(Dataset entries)
*** Block opens ***

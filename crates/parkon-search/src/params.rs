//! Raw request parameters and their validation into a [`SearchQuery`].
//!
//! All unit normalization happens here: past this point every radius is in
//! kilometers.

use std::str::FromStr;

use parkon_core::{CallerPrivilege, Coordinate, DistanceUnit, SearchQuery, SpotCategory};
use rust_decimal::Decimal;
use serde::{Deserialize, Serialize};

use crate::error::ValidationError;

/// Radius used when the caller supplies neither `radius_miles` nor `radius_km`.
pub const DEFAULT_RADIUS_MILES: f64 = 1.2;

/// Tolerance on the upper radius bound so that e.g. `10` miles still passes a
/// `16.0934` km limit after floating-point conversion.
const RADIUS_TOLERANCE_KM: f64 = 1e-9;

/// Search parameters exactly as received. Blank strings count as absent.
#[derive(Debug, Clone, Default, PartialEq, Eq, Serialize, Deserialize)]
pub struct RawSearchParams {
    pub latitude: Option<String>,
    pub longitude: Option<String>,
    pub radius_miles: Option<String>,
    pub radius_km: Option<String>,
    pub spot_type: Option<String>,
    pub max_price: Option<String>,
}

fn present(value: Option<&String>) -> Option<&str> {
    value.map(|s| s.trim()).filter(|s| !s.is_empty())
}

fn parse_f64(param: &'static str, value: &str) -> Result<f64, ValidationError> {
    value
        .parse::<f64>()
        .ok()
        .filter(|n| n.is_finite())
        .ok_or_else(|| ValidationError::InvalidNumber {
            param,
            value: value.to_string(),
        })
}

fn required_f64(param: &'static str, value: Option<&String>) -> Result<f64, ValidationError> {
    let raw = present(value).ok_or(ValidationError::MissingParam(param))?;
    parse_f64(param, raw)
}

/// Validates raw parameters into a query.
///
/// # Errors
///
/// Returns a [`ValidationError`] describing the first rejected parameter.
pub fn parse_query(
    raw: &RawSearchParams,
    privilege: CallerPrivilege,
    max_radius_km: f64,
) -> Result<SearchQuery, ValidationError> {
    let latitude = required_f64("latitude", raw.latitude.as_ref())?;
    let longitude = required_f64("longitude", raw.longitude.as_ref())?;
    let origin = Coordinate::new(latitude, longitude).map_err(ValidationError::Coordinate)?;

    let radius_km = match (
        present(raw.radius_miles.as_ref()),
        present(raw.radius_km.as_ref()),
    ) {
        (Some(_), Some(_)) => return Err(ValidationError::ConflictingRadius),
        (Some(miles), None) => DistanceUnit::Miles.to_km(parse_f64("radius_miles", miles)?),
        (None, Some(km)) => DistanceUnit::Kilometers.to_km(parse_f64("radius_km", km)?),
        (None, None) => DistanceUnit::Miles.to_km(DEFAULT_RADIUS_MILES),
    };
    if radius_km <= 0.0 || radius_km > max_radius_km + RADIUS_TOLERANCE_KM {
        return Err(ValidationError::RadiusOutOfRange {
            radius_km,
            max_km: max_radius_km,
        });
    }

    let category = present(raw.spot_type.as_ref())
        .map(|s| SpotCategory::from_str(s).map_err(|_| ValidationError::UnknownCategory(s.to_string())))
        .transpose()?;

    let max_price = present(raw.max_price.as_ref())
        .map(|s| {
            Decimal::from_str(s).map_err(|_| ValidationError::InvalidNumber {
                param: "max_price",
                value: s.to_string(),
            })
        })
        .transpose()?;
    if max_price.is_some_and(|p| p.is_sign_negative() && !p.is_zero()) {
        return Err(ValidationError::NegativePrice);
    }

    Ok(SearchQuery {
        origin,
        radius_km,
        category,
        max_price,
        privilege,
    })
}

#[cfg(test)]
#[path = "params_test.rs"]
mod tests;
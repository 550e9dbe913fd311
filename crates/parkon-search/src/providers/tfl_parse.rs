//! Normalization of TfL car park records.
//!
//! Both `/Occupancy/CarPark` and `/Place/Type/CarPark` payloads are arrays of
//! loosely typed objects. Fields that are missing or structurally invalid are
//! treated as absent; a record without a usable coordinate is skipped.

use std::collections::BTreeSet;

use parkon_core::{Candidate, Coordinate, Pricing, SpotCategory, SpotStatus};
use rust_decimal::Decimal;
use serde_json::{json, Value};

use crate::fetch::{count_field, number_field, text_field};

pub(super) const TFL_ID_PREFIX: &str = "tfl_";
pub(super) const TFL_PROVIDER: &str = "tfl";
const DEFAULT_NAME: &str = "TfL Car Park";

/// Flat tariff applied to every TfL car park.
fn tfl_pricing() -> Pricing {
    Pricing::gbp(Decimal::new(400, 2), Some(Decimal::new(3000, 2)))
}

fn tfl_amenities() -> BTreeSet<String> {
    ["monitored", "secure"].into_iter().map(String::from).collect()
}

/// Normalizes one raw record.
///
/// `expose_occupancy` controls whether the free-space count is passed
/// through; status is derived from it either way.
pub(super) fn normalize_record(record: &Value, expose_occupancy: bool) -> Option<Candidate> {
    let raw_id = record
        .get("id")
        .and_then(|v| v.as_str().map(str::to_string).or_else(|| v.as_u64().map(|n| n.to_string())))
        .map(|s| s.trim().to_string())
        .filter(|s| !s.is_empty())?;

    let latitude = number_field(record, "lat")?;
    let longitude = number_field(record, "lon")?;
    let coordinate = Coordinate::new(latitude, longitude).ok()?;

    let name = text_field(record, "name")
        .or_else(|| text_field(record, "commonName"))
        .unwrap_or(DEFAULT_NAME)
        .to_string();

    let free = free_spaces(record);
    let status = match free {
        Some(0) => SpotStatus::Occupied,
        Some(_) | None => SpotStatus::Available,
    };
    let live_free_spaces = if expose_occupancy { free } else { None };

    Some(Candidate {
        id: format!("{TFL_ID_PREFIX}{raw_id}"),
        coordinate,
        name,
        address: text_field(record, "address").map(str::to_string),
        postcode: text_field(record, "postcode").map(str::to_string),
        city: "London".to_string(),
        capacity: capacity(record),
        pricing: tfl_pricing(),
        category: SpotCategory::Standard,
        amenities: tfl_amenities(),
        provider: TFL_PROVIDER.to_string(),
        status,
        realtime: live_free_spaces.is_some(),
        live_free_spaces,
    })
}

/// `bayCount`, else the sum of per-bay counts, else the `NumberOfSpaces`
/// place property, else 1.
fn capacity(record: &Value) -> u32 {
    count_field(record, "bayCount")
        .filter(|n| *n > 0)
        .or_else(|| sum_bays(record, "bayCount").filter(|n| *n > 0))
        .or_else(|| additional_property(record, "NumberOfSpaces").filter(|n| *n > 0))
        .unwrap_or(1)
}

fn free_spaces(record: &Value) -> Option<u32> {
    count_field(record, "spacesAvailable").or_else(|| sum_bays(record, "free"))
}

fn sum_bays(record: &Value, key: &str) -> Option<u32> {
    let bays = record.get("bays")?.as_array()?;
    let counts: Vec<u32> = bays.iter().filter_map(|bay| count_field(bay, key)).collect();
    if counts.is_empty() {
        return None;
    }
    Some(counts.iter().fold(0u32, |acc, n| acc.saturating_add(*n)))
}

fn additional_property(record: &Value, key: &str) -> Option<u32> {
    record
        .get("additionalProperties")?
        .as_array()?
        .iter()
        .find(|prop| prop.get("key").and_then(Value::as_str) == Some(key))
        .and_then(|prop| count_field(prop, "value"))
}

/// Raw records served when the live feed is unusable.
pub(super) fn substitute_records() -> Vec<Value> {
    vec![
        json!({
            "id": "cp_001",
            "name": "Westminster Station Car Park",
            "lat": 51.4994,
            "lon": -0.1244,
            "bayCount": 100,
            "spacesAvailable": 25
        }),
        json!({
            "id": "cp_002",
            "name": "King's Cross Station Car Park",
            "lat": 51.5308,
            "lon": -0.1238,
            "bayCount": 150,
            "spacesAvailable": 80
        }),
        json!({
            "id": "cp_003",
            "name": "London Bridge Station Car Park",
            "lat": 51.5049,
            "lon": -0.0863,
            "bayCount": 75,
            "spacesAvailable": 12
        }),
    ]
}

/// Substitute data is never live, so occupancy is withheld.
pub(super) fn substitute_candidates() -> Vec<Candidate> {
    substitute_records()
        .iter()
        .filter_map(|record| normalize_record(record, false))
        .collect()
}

*** Block closes ***
*** Block opens ***

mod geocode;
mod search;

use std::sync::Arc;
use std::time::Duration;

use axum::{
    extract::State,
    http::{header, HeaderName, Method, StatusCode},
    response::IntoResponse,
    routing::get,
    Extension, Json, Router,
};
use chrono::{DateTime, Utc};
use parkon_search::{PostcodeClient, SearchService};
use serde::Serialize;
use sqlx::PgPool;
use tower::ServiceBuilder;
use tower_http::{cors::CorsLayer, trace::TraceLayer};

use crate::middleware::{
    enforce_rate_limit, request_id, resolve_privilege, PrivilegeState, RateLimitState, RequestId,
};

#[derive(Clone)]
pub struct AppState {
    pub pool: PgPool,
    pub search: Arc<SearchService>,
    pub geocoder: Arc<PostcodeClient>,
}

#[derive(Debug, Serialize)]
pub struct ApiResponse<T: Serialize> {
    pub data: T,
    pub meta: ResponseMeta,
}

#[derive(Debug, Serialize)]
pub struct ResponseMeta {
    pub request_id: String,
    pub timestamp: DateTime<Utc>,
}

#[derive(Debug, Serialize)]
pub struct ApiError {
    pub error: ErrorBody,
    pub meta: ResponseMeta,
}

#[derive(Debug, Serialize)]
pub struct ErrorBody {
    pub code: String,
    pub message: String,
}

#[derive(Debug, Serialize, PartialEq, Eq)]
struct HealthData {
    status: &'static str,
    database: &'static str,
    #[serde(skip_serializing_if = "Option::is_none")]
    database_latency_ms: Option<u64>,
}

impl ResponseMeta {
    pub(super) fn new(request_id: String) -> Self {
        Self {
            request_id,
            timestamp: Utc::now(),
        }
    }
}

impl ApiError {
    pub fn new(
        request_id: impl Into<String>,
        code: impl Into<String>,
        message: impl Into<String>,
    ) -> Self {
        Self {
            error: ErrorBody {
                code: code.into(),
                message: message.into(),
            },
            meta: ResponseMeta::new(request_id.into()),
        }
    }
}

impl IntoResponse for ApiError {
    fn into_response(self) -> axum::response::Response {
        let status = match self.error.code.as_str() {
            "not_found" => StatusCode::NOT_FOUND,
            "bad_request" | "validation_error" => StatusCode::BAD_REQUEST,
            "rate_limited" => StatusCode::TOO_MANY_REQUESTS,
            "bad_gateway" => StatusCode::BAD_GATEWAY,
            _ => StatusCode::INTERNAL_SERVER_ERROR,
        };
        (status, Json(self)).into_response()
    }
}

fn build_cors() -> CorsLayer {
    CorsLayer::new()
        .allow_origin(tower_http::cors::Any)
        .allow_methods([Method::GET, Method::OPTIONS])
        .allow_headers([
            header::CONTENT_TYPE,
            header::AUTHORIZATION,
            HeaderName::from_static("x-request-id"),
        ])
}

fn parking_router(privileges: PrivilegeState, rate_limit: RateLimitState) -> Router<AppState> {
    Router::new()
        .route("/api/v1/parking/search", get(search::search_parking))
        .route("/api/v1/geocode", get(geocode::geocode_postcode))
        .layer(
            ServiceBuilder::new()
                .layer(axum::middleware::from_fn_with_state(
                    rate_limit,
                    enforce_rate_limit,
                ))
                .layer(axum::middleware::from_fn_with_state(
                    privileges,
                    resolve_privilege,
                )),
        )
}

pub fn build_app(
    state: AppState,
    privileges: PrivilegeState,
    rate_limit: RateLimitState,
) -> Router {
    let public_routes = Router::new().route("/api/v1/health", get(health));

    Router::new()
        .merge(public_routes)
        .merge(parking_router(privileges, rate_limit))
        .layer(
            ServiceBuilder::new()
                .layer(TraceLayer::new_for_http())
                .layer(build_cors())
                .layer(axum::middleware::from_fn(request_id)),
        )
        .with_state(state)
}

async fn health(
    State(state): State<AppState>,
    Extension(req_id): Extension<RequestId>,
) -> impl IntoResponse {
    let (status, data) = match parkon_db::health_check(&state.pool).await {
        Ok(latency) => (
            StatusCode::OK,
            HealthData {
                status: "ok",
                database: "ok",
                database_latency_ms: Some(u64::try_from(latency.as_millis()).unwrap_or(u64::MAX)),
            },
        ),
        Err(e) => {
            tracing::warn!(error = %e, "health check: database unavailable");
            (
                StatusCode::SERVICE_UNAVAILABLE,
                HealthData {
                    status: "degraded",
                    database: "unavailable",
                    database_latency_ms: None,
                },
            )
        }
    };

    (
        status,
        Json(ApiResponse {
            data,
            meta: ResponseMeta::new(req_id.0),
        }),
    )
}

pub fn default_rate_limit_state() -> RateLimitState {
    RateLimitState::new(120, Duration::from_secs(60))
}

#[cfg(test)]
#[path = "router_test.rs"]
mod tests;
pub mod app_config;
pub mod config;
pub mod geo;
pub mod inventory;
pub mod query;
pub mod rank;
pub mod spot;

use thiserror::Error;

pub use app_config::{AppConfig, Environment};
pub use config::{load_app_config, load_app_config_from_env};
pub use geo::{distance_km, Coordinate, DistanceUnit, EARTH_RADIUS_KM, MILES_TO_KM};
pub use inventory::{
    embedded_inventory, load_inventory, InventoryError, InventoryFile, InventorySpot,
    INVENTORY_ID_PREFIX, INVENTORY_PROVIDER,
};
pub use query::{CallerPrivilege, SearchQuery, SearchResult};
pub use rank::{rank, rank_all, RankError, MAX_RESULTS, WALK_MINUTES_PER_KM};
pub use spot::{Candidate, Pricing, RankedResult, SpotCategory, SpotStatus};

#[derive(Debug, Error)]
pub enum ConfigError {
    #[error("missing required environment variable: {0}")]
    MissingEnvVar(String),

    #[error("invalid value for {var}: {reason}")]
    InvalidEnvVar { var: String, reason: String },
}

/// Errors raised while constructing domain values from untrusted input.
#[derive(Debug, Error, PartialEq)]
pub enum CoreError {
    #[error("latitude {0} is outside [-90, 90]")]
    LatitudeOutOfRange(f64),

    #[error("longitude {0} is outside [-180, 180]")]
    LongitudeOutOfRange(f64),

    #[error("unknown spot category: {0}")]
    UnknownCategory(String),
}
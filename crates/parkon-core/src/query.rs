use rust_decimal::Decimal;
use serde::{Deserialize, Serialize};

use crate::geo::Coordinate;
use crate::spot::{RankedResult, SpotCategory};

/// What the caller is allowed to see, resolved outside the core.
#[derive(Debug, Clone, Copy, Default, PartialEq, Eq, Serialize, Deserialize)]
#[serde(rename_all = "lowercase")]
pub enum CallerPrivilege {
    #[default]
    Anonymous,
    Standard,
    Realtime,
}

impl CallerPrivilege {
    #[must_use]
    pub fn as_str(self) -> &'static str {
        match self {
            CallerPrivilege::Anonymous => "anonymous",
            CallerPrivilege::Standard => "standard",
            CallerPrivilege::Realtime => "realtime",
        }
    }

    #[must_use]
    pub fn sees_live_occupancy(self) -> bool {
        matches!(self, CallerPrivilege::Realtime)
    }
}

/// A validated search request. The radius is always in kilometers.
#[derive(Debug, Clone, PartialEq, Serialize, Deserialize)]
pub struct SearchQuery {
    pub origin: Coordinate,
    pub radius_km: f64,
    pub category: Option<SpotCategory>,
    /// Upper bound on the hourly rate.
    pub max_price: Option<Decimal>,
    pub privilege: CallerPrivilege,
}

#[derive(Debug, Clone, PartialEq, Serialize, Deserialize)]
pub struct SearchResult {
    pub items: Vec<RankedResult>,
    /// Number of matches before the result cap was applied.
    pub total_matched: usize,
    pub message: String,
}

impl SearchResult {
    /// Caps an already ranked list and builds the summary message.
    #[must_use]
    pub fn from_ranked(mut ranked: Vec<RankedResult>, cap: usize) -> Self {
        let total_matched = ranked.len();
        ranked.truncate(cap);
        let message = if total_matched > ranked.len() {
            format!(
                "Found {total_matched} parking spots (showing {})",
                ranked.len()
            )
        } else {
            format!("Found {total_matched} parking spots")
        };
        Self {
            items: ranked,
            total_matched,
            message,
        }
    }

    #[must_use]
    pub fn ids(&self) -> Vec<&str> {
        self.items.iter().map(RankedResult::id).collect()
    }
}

*** Block closes ***

(Exercise objective): Find every line of the data that holds the string "point", then say how many there are and nothing else.

(Solved problem): 2